*** Block opens ***

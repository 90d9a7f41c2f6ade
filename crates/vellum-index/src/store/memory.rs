use std::collections::{BTreeSet, HashMap};
use std::sync::RwLock;

use chrono::Utc;

use super::{EmbeddingStore, PathState, StoreStats};
use crate::error::{IndexError, Result};
use crate::record::EmbeddingRecord;

/// Volatile store keyed by record id.
pub struct InMemoryStore {
    records: RwLock<HashMap<String, EmbeddingRecord>>,
}

impl InMemoryStore {
    #[must_use]
    pub fn new() -> Self {
        Self {
            records: RwLock::new(HashMap::new()),
        }
    }

    fn read(&self) -> Result<std::sync::RwLockReadGuard<'_, HashMap<String, EmbeddingRecord>>> {
        self.records
            .read()
            .map_err(|e| IndexError::Store(e.to_string()))
    }

    fn write(&self) -> Result<std::sync::RwLockWriteGuard<'_, HashMap<String, EmbeddingRecord>>> {
        self.records
            .write()
            .map_err(|e| IndexError::Store(e.to_string()))
    }

    fn sorted(mut records: Vec<EmbeddingRecord>) -> Vec<EmbeddingRecord> {
        records.sort_by(|a, b| {
            a.file_path
                .cmp(&b.file_path)
                .then(a.chunk_index.cmp(&b.chunk_index))
        });
        records
    }
}

impl Default for InMemoryStore {
    fn default() -> Self {
        Self::new()
    }
}

impl std::fmt::Debug for InMemoryStore {
    fn fmt(&self, f: &mut std::fmt::Formatter<'_>) -> std::fmt::Result {
        f.debug_struct("InMemoryStore").finish_non_exhaustive()
    }
}

impl EmbeddingStore for InMemoryStore {
    async fn init(&self) -> Result<()> {
        Ok(())
    }

    async fn close(&self) -> Result<()> {
        Ok(())
    }

    async fn put(&self, mut record: EmbeddingRecord) -> Result<()> {
        let mut records = self.write()?;
        if let Some(existing) = records.get(&record.id) {
            record.created_at = existing.created_at;
        }
        record.updated_at = Utc::now();
        records.insert(record.id.clone(), record);
        Ok(())
    }

    async fn get_by_path(&self, path: &str) -> Result<Vec<EmbeddingRecord>> {
        let records = self.read()?;
        Ok(Self::sorted(
            records
                .values()
                .filter(|r| r.file_path == path)
                .cloned()
                .collect(),
        ))
    }

    async fn delete_by_path(&self, path: &str) -> Result<u64> {
        let mut records = self.write()?;
        let before = records.len();
        records.retain(|_, r| r.file_path != path);
        Ok((before - records.len()) as u64)
    }

    async fn scan_all(&self) -> Result<Vec<EmbeddingRecord>> {
        let records = self.read()?;
        Ok(Self::sorted(records.values().cloned().collect()))
    }

    async fn clear(&self) -> Result<u64> {
        let mut records = self.write()?;
        let removed = records.len() as u64;
        records.clear();
        Ok(removed)
    }

    async fn replace_path(&self, path: &str, new_records: Vec<EmbeddingRecord>) -> Result<()> {
        let now = Utc::now();
        let mut records = self.write()?;
        let mut created = HashMap::new();
        records.retain(|id, r| {
            if r.file_path == path {
                created.insert(id.clone(), r.created_at);
                false
            } else {
                true
            }
        });
        for mut record in new_records {
            if let Some(created_at) = created.get(&record.id) {
                record.created_at = *created_at;
            }
            record.updated_at = now;
            records.insert(record.id.clone(), record);
        }
        Ok(())
    }

    async fn indexed_paths(&self) -> Result<Vec<String>> {
        let records = self.read()?;
        let paths: BTreeSet<&str> = records.values().map(|r| r.file_path.as_str()).collect();
        Ok(paths.into_iter().map(str::to_owned).collect())
    }

    async fn touch_path(&self, path: &str) -> Result<u64> {
        let now = Utc::now();
        let mut records = self.write()?;
        let mut touched = 0u64;
        for record in records.values_mut().filter(|r| r.file_path == path) {
            record.updated_at = now;
            touched += 1;
        }
        Ok(touched)
    }

    async fn path_state(&self, path: &str) -> Result<Option<PathState>> {
        let records = self.read()?;
        let group: Vec<&EmbeddingRecord> =
            records.values().filter(|r| r.file_path == path).collect();
        let Some(oldest_update) = group.iter().map(|r| r.updated_at).min() else {
            return Ok(None);
        };
        let first_hash = &group[0].file_hash;
        let file_hash = (!first_hash.is_empty() && group.iter().all(|r| &r.file_hash == first_hash))
            .then(|| first_hash.clone());
        Ok(Some(PathState {
            oldest_update,
            file_hash,
            records: group.len() as u64,
        }))
    }

    async fn stats(&self) -> Result<StoreStats> {
        let records = self.read()?;
        let unique: BTreeSet<&str> = records.values().map(|r| r.file_path.as_str()).collect();
        let size_bytes: usize = records
            .values()
            .map(|r| r.id.len() + r.file_path.len() + r.content.len() + r.vector.len() * 4)
            .sum();
        Ok(StoreStats {
            total_embeddings: records.len() as u64,
            unique_files: unique.len() as u64,
            size_bytes: size_bytes as u64,
        })
    }
}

*** Block closes ***

* _HOW TO COMPLETE THIS TASK_: Show each line of the material that includes the string "existing" by copying it.

* _FINISHED EXERCISE_:
        if let Some(existing) = records.get(&record.id) {
            record.created_at = existing.created_at;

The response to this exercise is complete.